While they are not new technologies, organisations will reprioritise containers and serverless services (think Kubernetes) as we see significant growth in artificial intelligence and machine learning in healthcare. Adoption of serverless technologies offers organisations a cost-effective way to launch applications without provisioning or managing any servers, further limiting vulnerabilities within the healthcare environment. As cloud computing platforms increase their ability to store, secure, process and analyse, we will continue to see healthcare transformed by data, and the ability to find meaning in it, and share it across silos with increasing interoperability.

  1. Complexity will increase in 2019, and with multi-cloud, there will be a need for greater attention to security, compliance, and privacy. 

The ‘seams’ or boundaries between environments are often the most vulnerable points and multi-cloud, while offering many advantages, can create new security complexities. The complexity itself will continue, shifting from simply understanding Infrastructure as a Service (IaaS) on one cloud provider to strategizing how SaaS and PaaS can work together.

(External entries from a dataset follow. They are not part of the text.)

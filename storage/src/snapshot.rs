use bytecheck::CheckBytes;
use rkyv::ser::serializers::AllocSerializer;
use rkyv::validation::validators::DefaultValidator;
use rkyv::{AlignedVec, Archive, Deserialize, Infallible, Serialize};
use sentinel_core::error::{ErrorKind, SentinelError};
use std::path::{Path, PathBuf};
use thiserror::Error;
use tokio::fs;

const EXTENSION: &str = "ckpt";

#[derive(Error, Debug)]
pub enum CheckpointError {
    #[error("IO error: {0}")]
    Io(#[from] std::io::Error),
    #[error("Serialization error")]
    Serialization,
    #[error("checkpoint {0} is corrupt")]
    Corrupt(PathBuf),
    #[error("invalid checkpoint name: {0}")]
    InvalidName(String),
}

impl SentinelError for CheckpointError {
    fn error_kind(&self) -> ErrorKind {
        match self {
            CheckpointError::InvalidName(_) => ErrorKind::InvalidArgument,
            _ => ErrorKind::Internal,
        }
    }
}

/// Durable progress markers for long-running jobs. Files are named
/// `<name>_<seq>.ckpt` and framed as `[crc32 LE][rkyv payload]`.
pub struct CheckpointStore {
    dir: PathBuf,
}

impl CheckpointStore {
    pub fn new(dir: impl AsRef<Path>) -> Self {
        Self {
            dir: dir.as_ref().to_path_buf(),
        }
    }

    pub fn dir(&self) -> &Path {
        &self.dir
    }

    /// Atomically writes to a temp file then renames.
    pub async fn save<T>(&self, name: &str, seq: u64, value: &T) -> Result<PathBuf, CheckpointError>
    where
        T: Serialize<AllocSerializer<4096>>,
    {
        validate_name(name)?;
        if !self.dir.exists() {
            fs::create_dir_all(&self.dir).await?;
        }

        let payload =
            rkyv::to_bytes::<_, 4096>(value).map_err(|_| CheckpointError::Serialization)?;
        let mut framed = Vec::with_capacity(payload.len() + 4);
        framed.extend_from_slice(&crc32fast::hash(&payload).to_le_bytes());
        framed.extend_from_slice(&payload);

        let path = self.dir.join(format!("{}_{:020}.{}", name, seq, EXTENSION));
        let tmp_path = path.with_extension("tmp");

        fs::write(&tmp_path, &framed).await?;
        fs::rename(&tmp_path, &path).await?;

        Ok(path)
    }

    /// Loads the newest readable checkpoint for `name`. Corrupt files are
    /// skipped in favour of older ones.
    pub async fn latest<T>(&self, name: &str) -> Result<Option<(u64, T)>, CheckpointError>
    where
        T: Archive,
        T::Archived: for<'a> CheckBytes<DefaultValidator<'a>> + Deserialize<T, Infallible>,
    {
        validate_name(name)?;
        let mut candidates = self.list(name).await?;
        candidates.sort_by(|a, b| b.0.cmp(&a.0));

        for (seq, path) in candidates {
            match read_framed::<T>(&path).await {
                Ok(value) => return Ok(Some((seq, value))),
                Err(CheckpointError::Corrupt(path)) => {
                    tracing::warn!(path = %path.display(), "skipping corrupt checkpoint");
                }
                Err(other) => return Err(other),
            }
        }
        Ok(None)
    }

    /// Every readable checkpoint for `name`, oldest sequence first. Corrupt
    /// files are skipped.
    pub async fn all<T>(&self, name: &str) -> Result<Vec<(u64, T)>, CheckpointError>
    where
        T: Archive,
        T::Archived: for<'a> CheckBytes<DefaultValidator<'a>> + Deserialize<T, Infallible>,
    {
        validate_name(name)?;
        let mut candidates = self.list(name).await?;
        candidates.sort_by(|a, b| a.0.cmp(&b.0));

        let mut loaded = Vec::with_capacity(candidates.len());
        for (seq, path) in candidates {
            match read_framed::<T>(&path).await {
                Ok(value) => loaded.push((seq, value)),
                Err(CheckpointError::Corrupt(path)) => {
                    tracing::warn!(path = %path.display(), "skipping corrupt checkpoint");
                }
                Err(other) => return Err(other),
            }
        }
        Ok(loaded)
    }

    /// Removes every checkpoint for `name`.
    pub async fn clear(&self, name: &str) -> Result<usize, CheckpointError> {
        validate_name(name)?;
        let candidates = self.list(name).await?;
        let removed = candidates.len();
        for (_, path) in candidates {
            fs::remove_file(&path).await?;
        }
        Ok(removed)
    }

    async fn list(&self, name: &str) -> Result<Vec<(u64, PathBuf)>, CheckpointError> {
        if !self.dir.exists() {
            return Ok(Vec::new());
        }

        let prefix = format!("{}_", name);
        let suffix = format!(".{}", EXTENSION);
        let mut entries = fs::read_dir(&self.dir).await?;
        let mut found = Vec::new();

        while let Some(entry) = entries.next_entry().await? {
            let path = entry.path();
            let Some(file_name) = path.file_name().and_then(|n| n.to_str()) else {
                continue;
            };
            let Some(seq) = file_name
                .strip_prefix(&prefix)
                .and_then(|rest| rest.strip_suffix(&suffix))
                .and_then(|digits| digits.parse::<u64>().ok())
            else {
                continue;
            };
            found.push((seq, path));
        }
        Ok(found)
    }
}

fn validate_name(name: &str) -> Result<(), CheckpointError> {
    let valid = !name.is_empty()
        && name
            .chars()
            .all(|c| c.is_ascii_alphanumeric() || c == '-');
    if valid {
        Ok(())
    } else {
        Err(CheckpointError::InvalidName(name.to_string()))
    }
}

async fn read_framed<T>(path: &Path) -> Result<T, CheckpointError>
where
    T: Archive,
    T::Archived: for<'a> CheckBytes<DefaultValidator<'a>> + Deserialize<T, Infallible>,
{
    let bytes = fs::read(path).await?;
    if bytes.len() < 4 {
        return Err(CheckpointError::Corrupt(path.to_path_buf()));
    }
    let (header, payload) = bytes.split_at(4);
    let expected = u32::from_le_bytes([header[0], header[1], header[2], header[3]]);
    if crc32fast::hash(payload) != expected {
        return Err(CheckpointError::Corrupt(path.to_path_buf()));
    }

    let mut aligned = AlignedVec::with_capacity(payload.len());
    aligned.extend_from_slice(payload);
    let archived = rkyv::check_archived_root::<T>(&aligned)
        .map_err(|_| CheckpointError::Corrupt(path.to_path_buf()))?;
    archived
        .deserialize(&mut Infallible)
        .map_err(|_| CheckpointError::Corrupt(path.to_path_buf()))
}
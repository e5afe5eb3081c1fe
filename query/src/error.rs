use crate::params::ParamError;
use sentinel_core::error::{ErrorKind, SentinelError};
use thiserror::Error;

#[derive(Debug, Error, Clone, PartialEq, Eq)]
pub enum QueryError {
    #[error("{entity} {id} not found")]
    NotFound { entity: &'static str, id: String },
    #[error("invalid parameters: {0}")]
    InvalidArgument(#[from] ParamError),
}

impl QueryError {
    pub fn not_found(entity: &'static str, id: impl Into<String>) -> Self {
        Self::NotFound {
            entity,
            id: id.into(),
        }
    }
}

impl SentinelError for QueryError {
    fn error_kind(&self) -> ErrorKind {
        match self {
            QueryError::NotFound { .. } => ErrorKind::NotFound,
            QueryError::InvalidArgument(_) => ErrorKind::InvalidArgument,
        }
    }
}
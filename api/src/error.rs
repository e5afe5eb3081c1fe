use axum::extract::rejection::{JsonRejection, PathRejection, QueryRejection};
use axum::http::StatusCode;
use axum::response::{IntoResponse, Response};
use axum::Json;
use query::QueryError;
use sentinel_core::error::{ErrorKind, SentinelError};
use sentinel_sdk::EngineError;
use serde::Serialize;

/// Structured error body shared by every endpoint.
#[derive(Debug, Clone, PartialEq, Serialize)]
pub struct ApiError {
    pub error_kind: ErrorKind,
    pub message: String,
}

impl ApiError {
    pub fn new(error_kind: ErrorKind, message: impl Into<String>) -> Self {
        Self {
            error_kind,
            message: message.into(),
        }
    }

    pub fn status(&self) -> StatusCode {
        status_for(self.error_kind)
    }
}

pub fn status_for(kind: ErrorKind) -> StatusCode {
    match kind {
        ErrorKind::MalformedEvent | ErrorKind::InvalidArgument => StatusCode::BAD_REQUEST,
        ErrorKind::NotFound => StatusCode::NOT_FOUND,
        kind if kind.is_transient() => StatusCode::SERVICE_UNAVAILABLE,
        _ => StatusCode::INTERNAL_SERVER_ERROR,
    }
}

impl From<QueryError> for ApiError {
    fn from(e: QueryError) -> Self {
        Self::new(e.error_kind(), e.to_string())
    }
}

impl From<EngineError> for ApiError {
    fn from(e: EngineError) -> Self {
        Self::new(e.error_kind(), e.to_string())
    }
}

impl From<QueryRejection> for ApiError {
    fn from(rejection: QueryRejection) -> Self {
        Self::new(ErrorKind::InvalidArgument, rejection.body_text())
    }
}

impl From<PathRejection> for ApiError {
    fn from(rejection: PathRejection) -> Self {
        Self::new(ErrorKind::InvalidArgument, rejection.body_text())
    }
}

/// A body that is not a raw event is bad input, not a server fault.
impl From<JsonRejection> for ApiError {
    fn from(rejection: JsonRejection) -> Self {
        Self::new(ErrorKind::MalformedEvent, rejection.body_text())
    }
}

impl IntoResponse for ApiError {
    fn into_response(self) -> Response {
        (self.status(), Json(self)).into_response()
    }
}

#[cfg(test)]
mod tests {
    use super::*;

    #[test]
    fn kinds_map_to_status_codes() {
        assert_eq!(status_for(ErrorKind::InvalidArgument), StatusCode::BAD_REQUEST);
        assert_eq!(status_for(ErrorKind::MalformedEvent), StatusCode::BAD_REQUEST);
        assert_eq!(status_for(ErrorKind::NotFound), StatusCode::NOT_FOUND);
        assert_eq!(status_for(ErrorKind::Overloaded), StatusCode::SERVICE_UNAVAILABLE);
        assert_eq!(status_for(ErrorKind::IndexUnavailable), StatusCode::SERVICE_UNAVAILABLE);
        assert_eq!(
            status_for(ErrorKind::GraphPartitionFailure),
            StatusCode::INTERNAL_SERVER_ERROR
        );
        assert_eq!(status_for(ErrorKind::Internal), StatusCode::INTERNAL_SERVER_ERROR);
    }

    #[test]
    fn body_carries_kind_and_message() {
        let body = serde_json::to_value(ApiError::new(ErrorKind::NotFound, "narrative nar-9")).unwrap();
        assert_eq!(body["error_kind"], "NOT_FOUND");
        assert_eq!(body["message"], "narrative nar-9");
    }
}
use chrono::{DateTime, Utc};
use sentinel_core::config::RiskConfig;
use sentinel_core::model::{MetricContribution, RiskAssessment, RiskLevel, RiskMetrics, Urgency};

const SECONDS_PER_HOUR: i64 = 3_600;

/// Everything the aggregate depends on. Same inputs, same assessment.
#[derive(Debug, Clone, PartialEq, Default)]
pub struct RiskInputs {
    pub member_count: usize,
    /// Members whose author is currently labelled BOT.
    pub bot_member_count: usize,
    /// Members in the most recent rolling hour.
    pub velocity: f64,
    /// Hourly member counts preceding the current hour.
    pub baseline: Vec<f64>,
    /// Cohesion of the narrative's dominant community, `[0, 1]`.
    pub coordination: f64,
    pub suspicious_url_posts: usize,
}

impl RiskInputs {
    pub fn bot_ratio(&self) -> f64 {
        if self.member_count == 0 {
            0.0
        } else {
            self.bot_member_count as f64 / self.member_count as f64
        }
    }
}

#[derive(Debug, Clone, Copy, PartialEq)]
pub struct SpikeStats {
    pub baseline_mean: f64,
    pub z_score: f64,
    pub is_spike: bool,
}

/// Splits member timestamps into hour buckets counted back from `now`.
/// Bucket 0 is the current hour; the baseline runs from bucket 1 to the
/// oldest bucket holding a member, capped at `baseline_hours`.
pub fn hourly_profile(
    times: impl IntoIterator<Item = DateTime<Utc>>,
    now: DateTime<Utc>,
    baseline_hours: i64,
) -> (f64, Vec<f64>) {
    let cap = baseline_hours.max(0) as usize;
    let mut buckets = vec![0.0f64; cap + 1];
    let mut oldest = 0usize;

    for ts in times {
        let age = (now - ts).num_seconds();
        if age < 0 {
            buckets[0] += 1.0;
            continue;
        }
        let bucket = (age / SECONDS_PER_HOUR) as usize;
        if bucket > cap {
            oldest = cap;
            continue;
        }
        buckets[bucket] += 1.0;
        oldest = oldest.max(bucket);
    }

    let velocity = buckets[0];
    let baseline = buckets[1..=oldest].to_vec();
    (velocity, baseline)
}

pub fn spike_stats(velocity: f64, baseline: &[f64], config: &RiskConfig) -> SpikeStats {
    if baseline.is_empty() {
        return SpikeStats {
            baseline_mean: 0.0,
            z_score: 0.0,
            is_spike: false,
        };
    }

    let n = baseline.len() as f64;
    let mean = baseline.iter().sum::<f64>() / n;
    let variance = baseline.iter().map(|v| (v - mean).powi(2)).sum::<f64>() / n;
    let std = variance.sqrt().max(mean.sqrt()).max(1.0);
    let z_score = (velocity - mean) / std;

    SpikeStats {
        baseline_mean: mean,
        z_score,
        is_spike: velocity >= config.spike_multiplier * mean && velocity >= config.min_spike_rate,
    }
}

pub fn level_for(score: f64) -> RiskLevel {
    if score < 0.3 {
        RiskLevel::Low
    } else if score < 0.6 {
        RiskLevel::Medium
    } else if score < 0.8 {
        RiskLevel::High
    } else {
        RiskLevel::Critical
    }
}

pub fn urgency_for(level: RiskLevel, is_spike: bool) -> Urgency {
    match level {
        RiskLevel::Critical if is_spike => Urgency::Immediate,
        RiskLevel::Critical | RiskLevel::High => Urgency::Urgent,
        _ => Urgency::Routine,
    }
}

pub fn interpret_bot_ratio(ratio: f64) -> &'static str {
    if ratio >= 0.7 {
        "SEVERE"
    } else if ratio >= 0.4 {
        "MODERATE"
    } else {
        "LOW"
    }
}

fn unit(value: f64) -> f64 {
    if value.is_nan() {
        0.0
    } else {
        value.clamp(0.0, 1.0)
    }
}

fn metric(value: f64, normalized: f64, weight: f64) -> MetricContribution {
    let normalized = unit(normalized);
    MetricContribution {
        value,
        normalized,
        contribution: normalized * weight,
    }
}

fn saturate(value: f64, saturation: f64) -> f64 {
    if saturation <= 0.0 {
        return if value > 0.0 { 1.0 } else { 0.0 };
    }
    value / saturation
}

pub fn assess(inputs: &RiskInputs, config: &RiskConfig) -> RiskAssessment {
    let weights = &config.weights;
    let bot_ratio = inputs.bot_ratio();
    let spike = spike_stats(inputs.velocity, &inputs.baseline, config);

    let metrics = RiskMetrics {
        bot_ratio: metric(
            bot_ratio,
            saturate(bot_ratio, config.bot_ratio_saturation),
            weights.bot_ratio,
        ),
        spike_velocity: metric(
            inputs.velocity,
            saturate(spike.z_score.max(0.0), config.z_saturation),
            weights.spike_velocity,
        ),
        coordination: metric(inputs.coordination, inputs.coordination, weights.coordination),
        suspicious_urls: metric(
            inputs.suspicious_url_posts as f64,
            saturate(inputs.suspicious_url_posts as f64, config.url_saturation),
            weights.suspicious_urls,
        ),
    };

    let risk_score = unit(
        metrics.bot_ratio.contribution
            + metrics.spike_velocity.contribution
            + metrics.coordination.contribution
            + metrics.suspicious_urls.contribution,
    );
    let risk_level = level_for(risk_score);

    RiskAssessment {
        risk_score,
        risk_level,
        urgency: urgency_for(risk_level, spike.is_spike),
        is_spike: spike.is_spike,
        bot_ratio_interpretation: interpret_bot_ratio(bot_ratio).to_string(),
        metrics,
    }
}

#[cfg(test)]
mod tests {
    use super::*;
    use chrono::{Duration, TimeZone};

    #[test]
    fn levels_and_urgency_boundaries() {
        assert_eq!(level_for(0.29), RiskLevel::Low);
        assert_eq!(level_for(0.3), RiskLevel::Medium);
        assert_eq!(level_for(0.6), RiskLevel::High);
        assert_eq!(level_for(0.8), RiskLevel::Critical);
        assert_eq!(urgency_for(RiskLevel::Critical, true), Urgency::Immediate);
        assert_eq!(urgency_for(RiskLevel::Critical, false), Urgency::Urgent);
        assert_eq!(urgency_for(RiskLevel::High, true), Urgency::Urgent);
        assert_eq!(urgency_for(RiskLevel::Medium, true), Urgency::Routine);
    }

    #[test]
    fn hourly_profile_separates_current_hour() {
        let now = Utc.with_ymd_and_hms(2026, 1, 1, 12, 0, 0).unwrap();
        let times = vec![
            now - Duration::minutes(10),
            now - Duration::minutes(50),
            now - Duration::minutes(70),
            now - Duration::minutes(200),
        ];
        let (velocity, baseline) = hourly_profile(times, now, 23);
        assert_eq!(velocity, 2.0);
        assert_eq!(baseline, vec![1.0, 0.0, 1.0]);
    }

    #[test]
    fn no_history_means_no_spike() {
        let stats = spike_stats(500.0, &[], &RiskConfig::default());
        assert_eq!(stats.z_score, 0.0);
        assert!(!stats.is_spike);
    }

    #[test]
    fn burst_over_flat_baseline_is_a_spike() {
        let stats = spike_stats(60.0, &[10.0, 10.0, 10.0], &RiskConfig::default());
        assert!(stats.is_spike);
        assert!(stats.z_score > 3.0);
    }

    #[test]
    fn small_counts_never_spike() {
        let stats = spike_stats(4.0, &[1.0, 1.0], &RiskConfig::default());
        assert!(!stats.is_spike);
    }
}
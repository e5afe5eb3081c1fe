pub mod embedding;
pub mod error;
pub mod normalizer;
pub mod processor;
pub mod urls;

pub use error::IngestionError;
pub use normalizer::{normalize, routing_key, NormalizedEvent, RawEvent};
pub use processor::{IngestOutcome, IngestionPipeline};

In addition to the technology aspect, the challenges many organisations faced with GDPR compliance in 2018 will continue to bleed into the new year. A GDPR certification framework is still a long way from fruition and the principles of “state of the art” measures to protect data are open to interpretation, much like HIPAA was until HITRUST provided prescriptive guidance. Very few companies fully understand how to architect cloud solutions in a manner that complies with GDPR principles. Now that more healthcare organisations are becoming GDPR aware, we will see these organisations utilise Microsoft in some locations and AWS in others as they seek to leverage the cloud while keeping governance and privacy their highest priority.